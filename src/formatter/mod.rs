//! The schema driven json formatter.
//!
//! A single [`format`][fn@JsonMapFormatter::format] call runs these steps:
//! 1. [`prepare_auxiliary`][fn@auxiliary::prepare_auxiliary] derives the formatted time and the exception entries.
//! 2. The record's native fields, the auxiliary map and the record's mapping arguments are merged into one flat source map,
//!    see [`MergeOrder`][enum@MergeOrder].
//! 3. [`resolve`][fn@resolve::resolve] fills the output tree in schema order.
//! 4. [`collect_overflow`][fn@overflow::collect_overflow] nests whatever was not consumed under the extra path.
//! 5. If the record carries an exception, the top level `msg` becomes the exception value (or type name).
//! 6. The tree is serialized, stored in the record's `msg`, and the record is rendered by the [`TextFormatter`][struct@TextFormatter].
//!
//! # Usage
//! ```
//! use serde_json::json;
//! use tracing_jsonmap::formatter::JsonMapFormatter;
//! use tracing_jsonmap::record::LogRecord;
//! use tracing_jsonmap::schema::Schema;
//!
//! let schema = Schema::new().leaf("time").leaf("levelname").leaf("msg");
//! let mut formatter = JsonMapFormatter::new().with_schema(schema);
//! let mut record = LogRecord::new("app", "INFO", "hello").with_args(vec![json!({"user": "bob"})]);
//!
//! let line = formatter.format(&mut record).unwrap();
//! let document: serde_json::Value = serde_json::from_str(&line).unwrap();
//! assert_eq!(document["levelname"], "INFO");
//! assert_eq!(document["msg"], "hello");
//! assert_eq!(document["extra"]["data"]["user"], "bob");
//! ```

pub mod auxiliary;
pub mod overflow;
pub mod resolve;
pub mod text;

use std::collections::HashSet;

use indexmap::IndexMap;

use serde::{Deserialize, Serialize};

use serde_json::json;
use serde_json::Map as JsonMap;
use serde_json::value::Value as JsonValue;

use crate::error::JsonMapError;
use crate::record::LogRecord;
use crate::schema::Schema;

use self::auxiliary::{prepare_auxiliary, AuxKeys, TimeFormat};
use self::overflow::collect_overflow;
use self::resolve::{resolve, ResolveOptions};
use self::text::TextFormatter;

/// Precedence of the auxiliary map and the record's mapping arguments when both carry the same key.
///
/// Native fields are always merged first, either of the two may overwrite them.
#[derive(Debug, Clone, Copy, Default, PartialEq, Eq, Serialize, Deserialize)]
#[serde(rename_all = "snake_case")]
pub enum MergeOrder {
    /// native, then auxiliary, then arguments: an argument overrides an auxiliary value
    #[default]
    AuxiliaryFirst,
    /// native, then arguments, then auxiliary: the auxiliary value wins
    ArgumentsFirst,
}

/// Maps log records onto a nested key schema and renders them as json.
///
/// Every setting is fixed at construction through the `with_*` builder methods.
/// [`format`][fn@Self::format] takes `&mut self`, use one formatter per output target or wrap it in a `Mutex`
/// the way [`JsonMapLayer`][struct@crate::tracing::JsonMapLayer] does.
#[derive(Debug, Clone)]
pub struct JsonMapFormatter {
    schema: Schema,
    remap: Option<IndexMap<String, String>>,
    aux_keys: AuxKeys,
    extra_keys: Vec<String>,
    args_key: Vec<String>,
    null: JsonValue,
    strip: bool,
    merge_order: MergeOrder,
    reuse_tree: bool,
    pretty_json: bool,
    time_format: TimeFormat,
    text: TextFormatter,
    cached_document: Option<String>,
}

impl Default for JsonMapFormatter {
    fn default() -> Self {
        Self {
            schema: Schema::default(),
            remap: None,
            aux_keys: AuxKeys::default(),
            extra_keys: vec!["extra".to_owned(), "data".to_owned()],
            args_key: vec!["args".to_owned()],
            null: json!(""),
            strip: false,
            merge_order: MergeOrder::default(),
            reuse_tree: false,
            pretty_json: false,
            time_format: TimeFormat::default(),
            text: TextFormatter::default(),
            cached_document: None,
        }
    }
}

impl JsonMapFormatter {
    pub fn new() -> Self {
        Self::default()
    }

    pub fn with_schema(mut self, schema: Schema) -> Self {
        self.schema = schema;
        self
    }

    /// Schema leaf key to output key, the source is still queried by the schema key.
    pub fn with_remap(mut self, remap: Option<IndexMap<String, String>>) -> Self {
        self.remap = remap.filter(|remap| !remap.is_empty());
        self
    }

    pub fn with_aux_keys(mut self, aux_keys: AuxKeys) -> Self {
        self.aux_keys = aux_keys;
        self
    }

    /// Path of the overflow subtree, `["extra", "data"]` by default.
    pub fn with_extra_keys(mut self, extra_keys: Vec<String>) -> Self {
        self.extra_keys = extra_keys;
        self
    }

    /// Sub path of the extra path for plain positional arguments, `["args"]` by default.
    pub fn with_args_key(mut self, args_key: Vec<String>) -> Self {
        self.args_key = args_key;
        self
    }

    /// Value written for missing leaves, an empty string by default.
    pub fn with_null(mut self, null: JsonValue) -> Self {
        self.null = null;
        self
    }

    pub fn with_strip(mut self, strip: bool) -> Self {
        self.strip = strip;
        self
    }

    pub fn with_merge_order(mut self, merge_order: MergeOrder) -> Self {
        self.merge_order = merge_order;
        self
    }

    /// Keep the document built for the first record and emit it for every later record.
    pub fn with_reuse_tree(mut self, reuse_tree: bool) -> Self {
        self.reuse_tree = reuse_tree;
        self.cached_document = None;
        self
    }

    pub fn with_pretty_json(mut self, pretty_json: bool) -> Self {
        self.pretty_json = pretty_json;
        self
    }

    pub fn with_time_format(mut self, time_format: TimeFormat) -> Self {
        self.time_format = time_format;
        self
    }

    pub fn with_text(mut self, text: TextFormatter) -> Self {
        self.text = text;
        self
    }

    /// Builds the output tree of `record` without touching the record.
    pub fn build_tree(&self, record: &LogRecord) -> JsonMap<String, JsonValue> {
        let aux = prepare_auxiliary(record, &self.aux_keys, &self.time_format);
        let source = self.source(record, aux);

        let options = ResolveOptions {
            null: &self.null,
            strip: self.strip,
            remap: self.remap.as_ref(),
        };
        let mut consumed = HashSet::new();
        let (mut tree, _) = resolve(&self.schema, &source, &mut consumed, &options);

        collect_overflow(
            record,
            &source,
            &consumed,
            &self.extra_keys,
            &self.args_key,
            &mut tree,
        );

        // the exception itself is not json, its value stands in for the message
        if let Some(exc_info) = &record.exc_info {
            let value = match exc_info.args.first() {
                Some(first) => first.clone(),
                None => json!(exc_info.type_name),
            };
            tree.insert(options.output_key("msg").to_owned(), value);
        }

        tree
    }

    /// Serializes `tree` honoring the pretty json setting.
    pub fn to_document(&self, tree: &JsonMap<String, JsonValue>) -> Result<String, JsonMapError> {
        let document = if self.pretty_json {
            serde_json::to_string_pretty(tree)?
        } else {
            serde_json::to_string(tree)?
        };
        Ok(document)
    }

    /// Formats `record`.
    ///
    /// On return `record.msg` holds the json document, `record.args` is empty and the record's exception info is cleared.
    ///
    /// # Returns
    /// The line rendered by the text formatter, the document itself with the default `%(message)s` format.
    pub fn format(&mut self, record: &mut LogRecord) -> Result<String, JsonMapError> {
        let document = match (&self.cached_document, self.reuse_tree) {
            (Some(document), true) => document.clone(),
            _ => {
                let tree = self.build_tree(record);
                let document = self.to_document(&tree)?;
                if self.reuse_tree {
                    self.cached_document = Some(document.clone());
                }
                document
            }
        };

        record.exc_info = None;
        record.msg = document;
        record.args = Default::default();

        Ok(self.text.format(record, &self.time_format))
    }

    fn source(
        &self,
        record: &LogRecord,
        aux: JsonMap<String, JsonValue>,
    ) -> JsonMap<String, JsonValue> {
        let mut source = record.fields();
        let mappings = record.args.mappings();

        match self.merge_order {
            MergeOrder::AuxiliaryFirst => {
                source.extend(aux);
                for mapping in mappings {
                    source.extend(mapping.clone());
                }
            }
            MergeOrder::ArgumentsFirst => {
                for mapping in mappings {
                    source.extend(mapping.clone());
                }
                source.extend(aux);
            }
        }
        source
    }
}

• • • •

◆ **WORK ITEM**
One stretch of the lines above is wanted, from the line that contains "self.time_format = time_format;" through the line that contains "let mut consumed = HashSet::new();". Output it exactly.

◆ **RESULT FOR THIS TASK**
        self.time_format = time_format;
        self
    }

    pub fn with_text(mut self, text: TextFormatter) -> Self {
        self.text = text;
        self
    }

    /// Builds the output tree of `record` without touching the record.
    pub fn build_tree(&self, record: &LogRecord) -> JsonMap<String, JsonValue> {
        let aux = prepare_auxiliary(record, &self.aux_keys, &self.time_format);
        let source = self.source(record, aux);

        let options = ResolveOptions {
            null: &self.null,
            strip: self.strip,
            remap: self.remap.as_ref(),
        };
        let mut consumed = HashSet::new();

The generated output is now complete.